> [Try it]: Could you set down exactly the lines of the data below, starting at the one that holds "for escrow in" and ending at the one that holds "let mut writer", both included, and only those?

> [Stored data entries]:
------------------------------------------------------------

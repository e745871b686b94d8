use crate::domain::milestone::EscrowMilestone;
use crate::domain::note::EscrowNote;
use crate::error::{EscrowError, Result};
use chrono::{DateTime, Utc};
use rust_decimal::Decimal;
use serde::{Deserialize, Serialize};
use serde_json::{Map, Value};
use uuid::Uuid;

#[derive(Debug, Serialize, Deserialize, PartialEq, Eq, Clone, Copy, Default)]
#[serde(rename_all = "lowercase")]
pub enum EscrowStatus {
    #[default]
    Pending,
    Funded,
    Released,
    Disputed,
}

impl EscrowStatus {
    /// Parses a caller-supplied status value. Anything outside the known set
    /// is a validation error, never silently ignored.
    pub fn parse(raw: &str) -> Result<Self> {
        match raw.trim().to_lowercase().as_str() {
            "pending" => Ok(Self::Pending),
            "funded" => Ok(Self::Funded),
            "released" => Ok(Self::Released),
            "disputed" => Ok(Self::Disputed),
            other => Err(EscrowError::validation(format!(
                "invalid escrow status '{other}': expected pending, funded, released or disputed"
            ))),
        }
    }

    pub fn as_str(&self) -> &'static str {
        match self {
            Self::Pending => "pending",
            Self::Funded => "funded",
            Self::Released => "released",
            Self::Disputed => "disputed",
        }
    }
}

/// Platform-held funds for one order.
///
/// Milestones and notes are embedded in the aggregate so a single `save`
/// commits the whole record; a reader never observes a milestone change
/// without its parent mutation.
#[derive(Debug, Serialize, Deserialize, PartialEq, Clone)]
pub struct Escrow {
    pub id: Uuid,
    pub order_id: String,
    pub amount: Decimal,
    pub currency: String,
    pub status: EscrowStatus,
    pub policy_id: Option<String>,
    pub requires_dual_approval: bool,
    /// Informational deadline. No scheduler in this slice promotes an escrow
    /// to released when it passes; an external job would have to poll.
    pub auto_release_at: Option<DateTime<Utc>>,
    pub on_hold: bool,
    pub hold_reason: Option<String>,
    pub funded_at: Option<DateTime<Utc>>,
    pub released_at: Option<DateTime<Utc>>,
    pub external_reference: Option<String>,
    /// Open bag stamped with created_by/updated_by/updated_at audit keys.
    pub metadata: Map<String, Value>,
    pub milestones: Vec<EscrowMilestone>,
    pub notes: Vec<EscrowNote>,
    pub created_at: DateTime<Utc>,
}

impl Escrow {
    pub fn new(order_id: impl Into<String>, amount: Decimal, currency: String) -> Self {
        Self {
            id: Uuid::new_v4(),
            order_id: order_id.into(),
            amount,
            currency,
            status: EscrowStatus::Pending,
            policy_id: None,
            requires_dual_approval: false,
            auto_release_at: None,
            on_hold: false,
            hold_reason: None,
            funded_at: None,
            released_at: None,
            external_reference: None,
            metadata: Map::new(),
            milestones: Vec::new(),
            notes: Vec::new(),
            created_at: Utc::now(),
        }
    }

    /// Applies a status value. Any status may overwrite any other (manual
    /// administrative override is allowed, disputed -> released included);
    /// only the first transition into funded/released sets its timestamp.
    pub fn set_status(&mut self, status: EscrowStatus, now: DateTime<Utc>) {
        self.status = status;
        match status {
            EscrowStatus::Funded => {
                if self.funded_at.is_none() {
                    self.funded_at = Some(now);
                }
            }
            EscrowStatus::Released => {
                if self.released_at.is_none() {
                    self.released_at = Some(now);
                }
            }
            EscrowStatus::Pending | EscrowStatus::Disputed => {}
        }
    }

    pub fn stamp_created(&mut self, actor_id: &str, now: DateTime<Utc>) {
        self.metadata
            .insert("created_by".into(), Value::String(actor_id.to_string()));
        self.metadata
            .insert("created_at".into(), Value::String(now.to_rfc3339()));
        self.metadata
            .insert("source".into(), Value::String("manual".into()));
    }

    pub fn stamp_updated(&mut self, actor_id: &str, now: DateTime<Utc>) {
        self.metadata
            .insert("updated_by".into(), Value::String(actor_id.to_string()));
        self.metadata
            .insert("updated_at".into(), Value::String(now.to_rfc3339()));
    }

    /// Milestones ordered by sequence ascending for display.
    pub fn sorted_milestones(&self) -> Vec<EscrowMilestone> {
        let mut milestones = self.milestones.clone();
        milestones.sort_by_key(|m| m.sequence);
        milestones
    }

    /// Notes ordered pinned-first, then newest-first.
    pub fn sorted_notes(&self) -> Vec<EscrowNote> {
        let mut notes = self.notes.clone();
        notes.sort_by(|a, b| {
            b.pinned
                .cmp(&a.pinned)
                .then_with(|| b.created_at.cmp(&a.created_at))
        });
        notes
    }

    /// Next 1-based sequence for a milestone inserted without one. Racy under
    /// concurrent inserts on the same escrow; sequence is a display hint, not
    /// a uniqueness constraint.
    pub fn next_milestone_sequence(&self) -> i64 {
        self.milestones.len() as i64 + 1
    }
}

------------------------------------------------------------

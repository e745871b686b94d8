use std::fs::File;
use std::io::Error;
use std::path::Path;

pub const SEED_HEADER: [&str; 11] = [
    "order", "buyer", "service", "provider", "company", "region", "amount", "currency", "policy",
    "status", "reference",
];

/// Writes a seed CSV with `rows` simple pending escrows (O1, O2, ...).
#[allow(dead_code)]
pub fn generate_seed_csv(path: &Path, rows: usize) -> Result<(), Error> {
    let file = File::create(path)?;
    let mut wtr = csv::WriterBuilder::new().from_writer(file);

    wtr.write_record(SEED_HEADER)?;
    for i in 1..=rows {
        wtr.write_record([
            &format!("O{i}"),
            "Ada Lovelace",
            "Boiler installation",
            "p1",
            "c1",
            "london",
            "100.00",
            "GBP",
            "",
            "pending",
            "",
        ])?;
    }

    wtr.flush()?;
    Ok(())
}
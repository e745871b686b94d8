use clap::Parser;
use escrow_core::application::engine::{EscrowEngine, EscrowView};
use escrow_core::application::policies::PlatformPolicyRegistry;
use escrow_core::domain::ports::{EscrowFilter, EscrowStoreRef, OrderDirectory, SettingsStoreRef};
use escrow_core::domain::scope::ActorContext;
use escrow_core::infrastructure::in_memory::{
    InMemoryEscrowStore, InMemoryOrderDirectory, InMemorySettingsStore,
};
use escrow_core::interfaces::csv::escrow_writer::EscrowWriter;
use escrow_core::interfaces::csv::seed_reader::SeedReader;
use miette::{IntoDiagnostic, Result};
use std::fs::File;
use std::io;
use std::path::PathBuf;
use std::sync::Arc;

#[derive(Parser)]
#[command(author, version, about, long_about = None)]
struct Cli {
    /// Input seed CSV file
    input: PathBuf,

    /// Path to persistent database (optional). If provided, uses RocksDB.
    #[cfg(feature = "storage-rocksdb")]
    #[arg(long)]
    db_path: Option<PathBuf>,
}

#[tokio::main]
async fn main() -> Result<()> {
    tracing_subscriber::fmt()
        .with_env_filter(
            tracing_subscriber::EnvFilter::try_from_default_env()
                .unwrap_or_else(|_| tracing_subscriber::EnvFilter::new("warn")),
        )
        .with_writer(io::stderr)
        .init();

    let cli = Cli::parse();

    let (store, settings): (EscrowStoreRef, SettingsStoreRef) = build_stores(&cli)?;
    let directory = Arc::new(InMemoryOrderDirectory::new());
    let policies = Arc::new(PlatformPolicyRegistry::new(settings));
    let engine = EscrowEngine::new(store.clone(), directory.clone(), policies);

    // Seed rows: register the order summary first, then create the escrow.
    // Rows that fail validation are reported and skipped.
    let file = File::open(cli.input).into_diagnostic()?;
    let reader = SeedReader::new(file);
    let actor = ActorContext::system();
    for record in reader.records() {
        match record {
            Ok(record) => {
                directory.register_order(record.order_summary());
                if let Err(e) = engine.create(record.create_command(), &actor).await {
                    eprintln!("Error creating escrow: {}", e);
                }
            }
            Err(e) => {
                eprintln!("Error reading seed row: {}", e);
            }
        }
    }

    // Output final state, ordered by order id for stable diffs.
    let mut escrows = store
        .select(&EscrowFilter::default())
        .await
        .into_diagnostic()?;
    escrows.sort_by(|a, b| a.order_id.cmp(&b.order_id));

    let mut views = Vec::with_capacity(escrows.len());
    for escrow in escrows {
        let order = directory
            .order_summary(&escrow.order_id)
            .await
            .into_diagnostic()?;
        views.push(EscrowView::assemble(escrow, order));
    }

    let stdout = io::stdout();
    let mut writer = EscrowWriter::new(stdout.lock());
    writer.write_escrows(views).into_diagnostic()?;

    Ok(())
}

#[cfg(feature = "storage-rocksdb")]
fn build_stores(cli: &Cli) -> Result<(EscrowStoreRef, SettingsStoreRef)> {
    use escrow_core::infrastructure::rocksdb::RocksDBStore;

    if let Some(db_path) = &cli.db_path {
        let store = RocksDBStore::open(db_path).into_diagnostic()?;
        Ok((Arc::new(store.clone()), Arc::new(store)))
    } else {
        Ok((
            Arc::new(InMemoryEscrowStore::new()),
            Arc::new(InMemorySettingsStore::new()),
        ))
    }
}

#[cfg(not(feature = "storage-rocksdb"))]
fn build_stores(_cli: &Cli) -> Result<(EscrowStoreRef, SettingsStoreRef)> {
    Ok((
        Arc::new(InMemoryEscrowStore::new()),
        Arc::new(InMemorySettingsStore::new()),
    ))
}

------------------------------------------------------------

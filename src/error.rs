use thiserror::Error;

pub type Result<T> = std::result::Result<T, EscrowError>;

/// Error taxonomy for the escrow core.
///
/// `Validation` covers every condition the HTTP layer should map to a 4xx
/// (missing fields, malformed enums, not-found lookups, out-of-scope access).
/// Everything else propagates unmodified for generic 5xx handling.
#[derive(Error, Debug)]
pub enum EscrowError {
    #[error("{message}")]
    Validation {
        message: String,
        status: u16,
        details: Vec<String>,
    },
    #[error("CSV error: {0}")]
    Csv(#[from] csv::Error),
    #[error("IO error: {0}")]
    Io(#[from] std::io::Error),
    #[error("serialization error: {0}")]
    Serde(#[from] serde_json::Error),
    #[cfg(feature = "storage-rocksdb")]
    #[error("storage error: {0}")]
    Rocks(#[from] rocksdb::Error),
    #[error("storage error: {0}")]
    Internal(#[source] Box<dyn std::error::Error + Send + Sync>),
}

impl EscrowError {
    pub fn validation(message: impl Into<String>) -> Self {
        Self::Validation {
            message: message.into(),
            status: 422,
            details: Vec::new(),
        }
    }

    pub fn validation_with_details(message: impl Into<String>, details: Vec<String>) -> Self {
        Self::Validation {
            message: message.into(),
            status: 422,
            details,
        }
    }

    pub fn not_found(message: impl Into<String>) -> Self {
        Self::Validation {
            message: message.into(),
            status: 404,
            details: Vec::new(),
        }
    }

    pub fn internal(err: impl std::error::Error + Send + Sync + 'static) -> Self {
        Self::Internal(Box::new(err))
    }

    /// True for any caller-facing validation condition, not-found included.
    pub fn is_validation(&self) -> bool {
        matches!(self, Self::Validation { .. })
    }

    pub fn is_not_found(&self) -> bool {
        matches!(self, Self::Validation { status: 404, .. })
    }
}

------------------------------------------------------------

> [Finished exercise]:
    for escrow in escrows {
        let order = directory
            .order_summary(&escrow.order_id)
            .await
            .into_diagnostic()?;
        views.push(EscrowView::assemble(escrow, order));
    }

    let stdout = io::stdout();
    let mut writer = EscrowWriter::new(stdout.lock());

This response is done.